*What is expected:* Scan the records that follow, and whenever a line has the word "StoreBackendConfig", copy it.

*Data records:*
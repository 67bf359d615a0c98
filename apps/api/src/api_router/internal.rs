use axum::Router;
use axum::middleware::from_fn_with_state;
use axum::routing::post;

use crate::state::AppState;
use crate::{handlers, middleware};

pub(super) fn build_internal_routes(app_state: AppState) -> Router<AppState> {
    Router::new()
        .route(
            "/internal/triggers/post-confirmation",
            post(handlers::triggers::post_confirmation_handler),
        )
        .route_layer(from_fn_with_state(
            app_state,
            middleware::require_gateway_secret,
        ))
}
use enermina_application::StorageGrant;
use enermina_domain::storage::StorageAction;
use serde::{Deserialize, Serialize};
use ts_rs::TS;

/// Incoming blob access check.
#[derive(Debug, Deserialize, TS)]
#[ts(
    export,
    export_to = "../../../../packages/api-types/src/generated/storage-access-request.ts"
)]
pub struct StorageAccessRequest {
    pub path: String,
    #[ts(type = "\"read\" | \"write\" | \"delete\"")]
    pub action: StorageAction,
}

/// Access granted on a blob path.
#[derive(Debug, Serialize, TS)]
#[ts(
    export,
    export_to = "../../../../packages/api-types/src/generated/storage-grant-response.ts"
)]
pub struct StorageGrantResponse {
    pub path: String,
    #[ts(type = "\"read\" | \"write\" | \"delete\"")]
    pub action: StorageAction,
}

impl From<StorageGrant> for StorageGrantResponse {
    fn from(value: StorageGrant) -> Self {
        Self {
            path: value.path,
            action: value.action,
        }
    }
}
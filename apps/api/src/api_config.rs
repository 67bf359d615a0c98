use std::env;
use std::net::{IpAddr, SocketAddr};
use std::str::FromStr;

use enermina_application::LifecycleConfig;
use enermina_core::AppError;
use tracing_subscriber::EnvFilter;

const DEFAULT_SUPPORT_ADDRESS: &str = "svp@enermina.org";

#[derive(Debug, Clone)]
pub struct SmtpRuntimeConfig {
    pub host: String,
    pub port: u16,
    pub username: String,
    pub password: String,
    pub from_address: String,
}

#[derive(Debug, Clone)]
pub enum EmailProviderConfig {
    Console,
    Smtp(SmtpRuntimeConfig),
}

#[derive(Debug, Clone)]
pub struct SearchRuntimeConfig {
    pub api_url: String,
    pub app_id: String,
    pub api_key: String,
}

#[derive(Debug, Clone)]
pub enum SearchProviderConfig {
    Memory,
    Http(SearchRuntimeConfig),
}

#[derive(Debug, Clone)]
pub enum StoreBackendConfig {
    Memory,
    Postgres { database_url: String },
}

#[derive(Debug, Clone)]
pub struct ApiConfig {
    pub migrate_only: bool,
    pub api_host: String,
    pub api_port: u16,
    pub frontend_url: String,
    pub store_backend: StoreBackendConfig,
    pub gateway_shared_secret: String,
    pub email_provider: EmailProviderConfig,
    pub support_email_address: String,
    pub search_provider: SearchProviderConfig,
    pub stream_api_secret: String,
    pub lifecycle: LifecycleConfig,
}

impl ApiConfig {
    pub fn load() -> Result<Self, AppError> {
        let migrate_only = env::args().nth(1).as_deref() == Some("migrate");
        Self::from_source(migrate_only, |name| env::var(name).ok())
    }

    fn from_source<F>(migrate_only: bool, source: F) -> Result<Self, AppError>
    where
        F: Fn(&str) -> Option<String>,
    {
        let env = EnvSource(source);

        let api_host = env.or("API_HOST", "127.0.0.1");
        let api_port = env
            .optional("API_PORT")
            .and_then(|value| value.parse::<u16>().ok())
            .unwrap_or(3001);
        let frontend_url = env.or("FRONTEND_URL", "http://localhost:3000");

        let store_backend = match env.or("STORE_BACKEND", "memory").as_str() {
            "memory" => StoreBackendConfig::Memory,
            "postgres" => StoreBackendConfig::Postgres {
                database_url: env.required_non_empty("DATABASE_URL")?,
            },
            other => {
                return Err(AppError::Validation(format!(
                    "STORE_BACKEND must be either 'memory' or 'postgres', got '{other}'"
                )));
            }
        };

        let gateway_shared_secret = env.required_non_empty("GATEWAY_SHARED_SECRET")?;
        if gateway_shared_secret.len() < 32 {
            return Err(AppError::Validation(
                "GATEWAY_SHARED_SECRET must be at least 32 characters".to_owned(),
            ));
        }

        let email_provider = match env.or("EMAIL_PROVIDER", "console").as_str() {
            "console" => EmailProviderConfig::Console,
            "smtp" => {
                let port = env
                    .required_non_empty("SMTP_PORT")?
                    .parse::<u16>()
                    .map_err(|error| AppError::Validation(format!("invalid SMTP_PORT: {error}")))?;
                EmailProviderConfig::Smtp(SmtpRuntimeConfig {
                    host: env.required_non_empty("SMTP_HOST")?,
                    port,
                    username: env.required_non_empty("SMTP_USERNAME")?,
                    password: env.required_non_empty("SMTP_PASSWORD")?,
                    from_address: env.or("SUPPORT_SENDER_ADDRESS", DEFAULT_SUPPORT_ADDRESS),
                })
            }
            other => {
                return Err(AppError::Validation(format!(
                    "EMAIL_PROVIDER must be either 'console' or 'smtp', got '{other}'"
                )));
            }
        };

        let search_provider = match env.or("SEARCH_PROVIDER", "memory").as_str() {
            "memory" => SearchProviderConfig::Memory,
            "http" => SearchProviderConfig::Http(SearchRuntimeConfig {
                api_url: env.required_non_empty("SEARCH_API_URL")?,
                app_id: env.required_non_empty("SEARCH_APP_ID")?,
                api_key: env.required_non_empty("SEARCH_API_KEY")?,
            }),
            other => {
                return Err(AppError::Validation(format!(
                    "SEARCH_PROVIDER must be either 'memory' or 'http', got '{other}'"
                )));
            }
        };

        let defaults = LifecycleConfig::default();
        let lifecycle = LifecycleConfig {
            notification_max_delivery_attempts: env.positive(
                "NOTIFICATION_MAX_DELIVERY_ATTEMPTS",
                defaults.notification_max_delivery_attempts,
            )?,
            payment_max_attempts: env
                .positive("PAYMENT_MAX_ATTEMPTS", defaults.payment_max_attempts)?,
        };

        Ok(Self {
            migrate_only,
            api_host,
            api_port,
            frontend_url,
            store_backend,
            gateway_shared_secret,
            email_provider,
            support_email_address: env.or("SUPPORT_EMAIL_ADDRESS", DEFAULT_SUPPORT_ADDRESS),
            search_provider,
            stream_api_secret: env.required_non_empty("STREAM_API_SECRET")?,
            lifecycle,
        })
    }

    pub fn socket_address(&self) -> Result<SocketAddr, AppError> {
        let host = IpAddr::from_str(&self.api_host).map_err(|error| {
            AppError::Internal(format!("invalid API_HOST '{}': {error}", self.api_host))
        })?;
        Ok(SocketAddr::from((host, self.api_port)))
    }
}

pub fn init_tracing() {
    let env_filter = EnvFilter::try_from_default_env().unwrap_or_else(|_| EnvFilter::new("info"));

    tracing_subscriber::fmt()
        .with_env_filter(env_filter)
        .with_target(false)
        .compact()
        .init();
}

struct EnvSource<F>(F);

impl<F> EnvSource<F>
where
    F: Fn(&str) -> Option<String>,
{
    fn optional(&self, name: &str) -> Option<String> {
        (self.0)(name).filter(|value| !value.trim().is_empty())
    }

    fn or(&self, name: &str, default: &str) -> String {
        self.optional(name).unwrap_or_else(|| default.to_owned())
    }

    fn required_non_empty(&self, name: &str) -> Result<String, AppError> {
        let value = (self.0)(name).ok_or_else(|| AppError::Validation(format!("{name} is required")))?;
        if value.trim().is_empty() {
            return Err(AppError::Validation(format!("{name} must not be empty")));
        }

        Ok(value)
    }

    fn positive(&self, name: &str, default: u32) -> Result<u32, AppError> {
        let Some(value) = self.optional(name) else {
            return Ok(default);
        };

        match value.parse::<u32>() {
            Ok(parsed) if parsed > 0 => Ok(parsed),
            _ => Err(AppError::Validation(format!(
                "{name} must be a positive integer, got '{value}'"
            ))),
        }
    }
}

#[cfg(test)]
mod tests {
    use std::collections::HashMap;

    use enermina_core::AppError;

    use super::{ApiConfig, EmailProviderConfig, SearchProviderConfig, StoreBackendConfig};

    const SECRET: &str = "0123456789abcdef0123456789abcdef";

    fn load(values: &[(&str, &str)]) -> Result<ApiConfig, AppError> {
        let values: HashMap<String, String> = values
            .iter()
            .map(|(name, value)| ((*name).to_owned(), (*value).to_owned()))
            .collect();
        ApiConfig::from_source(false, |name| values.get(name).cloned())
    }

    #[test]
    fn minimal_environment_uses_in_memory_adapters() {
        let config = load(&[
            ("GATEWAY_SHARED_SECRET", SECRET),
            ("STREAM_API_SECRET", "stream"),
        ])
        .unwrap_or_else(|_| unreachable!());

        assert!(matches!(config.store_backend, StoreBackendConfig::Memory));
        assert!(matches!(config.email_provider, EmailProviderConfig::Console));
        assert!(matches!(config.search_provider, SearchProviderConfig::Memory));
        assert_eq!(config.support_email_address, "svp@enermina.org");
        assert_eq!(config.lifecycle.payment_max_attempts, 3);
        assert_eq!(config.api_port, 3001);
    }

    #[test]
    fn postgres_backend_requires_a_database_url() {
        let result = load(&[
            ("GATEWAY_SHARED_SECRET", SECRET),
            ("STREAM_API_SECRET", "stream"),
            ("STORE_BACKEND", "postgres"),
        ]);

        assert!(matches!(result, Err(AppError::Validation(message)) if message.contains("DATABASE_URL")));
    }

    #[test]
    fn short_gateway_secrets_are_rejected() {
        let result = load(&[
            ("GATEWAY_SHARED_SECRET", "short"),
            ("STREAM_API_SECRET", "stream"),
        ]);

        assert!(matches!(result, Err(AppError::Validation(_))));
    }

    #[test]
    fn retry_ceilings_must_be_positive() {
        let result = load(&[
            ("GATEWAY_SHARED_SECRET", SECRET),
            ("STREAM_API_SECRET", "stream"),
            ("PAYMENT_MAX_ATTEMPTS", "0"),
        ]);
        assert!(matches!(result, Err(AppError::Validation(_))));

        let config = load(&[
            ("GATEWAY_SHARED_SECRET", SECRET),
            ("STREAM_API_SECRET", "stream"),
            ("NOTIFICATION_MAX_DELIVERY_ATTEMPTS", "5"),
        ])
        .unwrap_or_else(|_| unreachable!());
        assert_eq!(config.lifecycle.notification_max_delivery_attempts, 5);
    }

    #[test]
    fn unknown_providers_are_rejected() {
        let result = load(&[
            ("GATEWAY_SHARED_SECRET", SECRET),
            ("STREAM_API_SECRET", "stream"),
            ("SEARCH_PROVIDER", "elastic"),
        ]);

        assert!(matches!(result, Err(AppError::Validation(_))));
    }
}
==
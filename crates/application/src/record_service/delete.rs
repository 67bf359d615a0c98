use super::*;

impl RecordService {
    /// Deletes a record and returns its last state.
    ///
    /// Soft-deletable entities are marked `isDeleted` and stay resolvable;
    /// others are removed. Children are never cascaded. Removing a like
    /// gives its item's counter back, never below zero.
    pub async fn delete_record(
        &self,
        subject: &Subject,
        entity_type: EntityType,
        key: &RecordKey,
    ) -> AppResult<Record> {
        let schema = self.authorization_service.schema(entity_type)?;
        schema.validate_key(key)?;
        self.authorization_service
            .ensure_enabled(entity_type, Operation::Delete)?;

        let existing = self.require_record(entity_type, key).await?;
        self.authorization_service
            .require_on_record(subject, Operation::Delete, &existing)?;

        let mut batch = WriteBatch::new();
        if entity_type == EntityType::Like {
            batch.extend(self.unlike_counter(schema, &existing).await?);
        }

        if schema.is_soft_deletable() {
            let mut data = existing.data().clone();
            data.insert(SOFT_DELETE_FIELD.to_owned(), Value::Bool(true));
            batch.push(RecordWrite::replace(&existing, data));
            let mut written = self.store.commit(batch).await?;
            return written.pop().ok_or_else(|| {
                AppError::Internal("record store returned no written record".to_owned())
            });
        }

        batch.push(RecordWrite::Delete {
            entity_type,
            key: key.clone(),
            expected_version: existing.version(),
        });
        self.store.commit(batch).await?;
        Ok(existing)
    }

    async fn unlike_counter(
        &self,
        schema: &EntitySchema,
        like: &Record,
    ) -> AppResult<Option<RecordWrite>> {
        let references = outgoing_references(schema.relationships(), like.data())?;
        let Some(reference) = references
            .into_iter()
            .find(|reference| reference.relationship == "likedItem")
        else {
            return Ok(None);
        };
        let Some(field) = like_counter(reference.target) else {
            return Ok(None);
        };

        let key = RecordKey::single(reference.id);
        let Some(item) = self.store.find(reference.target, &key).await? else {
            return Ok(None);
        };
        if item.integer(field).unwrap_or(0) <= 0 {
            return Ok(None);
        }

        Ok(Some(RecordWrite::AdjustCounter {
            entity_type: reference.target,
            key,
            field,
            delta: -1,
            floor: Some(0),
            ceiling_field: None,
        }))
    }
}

*Your solution:*
pub enum StoreBackendConfig {
    pub store_backend: StoreBackendConfig,
            "memory" => StoreBackendConfig::Memory,
            "postgres" => StoreBackendConfig::Postgres {
    use super::{ApiConfig, EmailProviderConfig, SearchProviderConfig, StoreBackendConfig};
        assert!(matches!(config.store_backend, StoreBackendConfig::Memory));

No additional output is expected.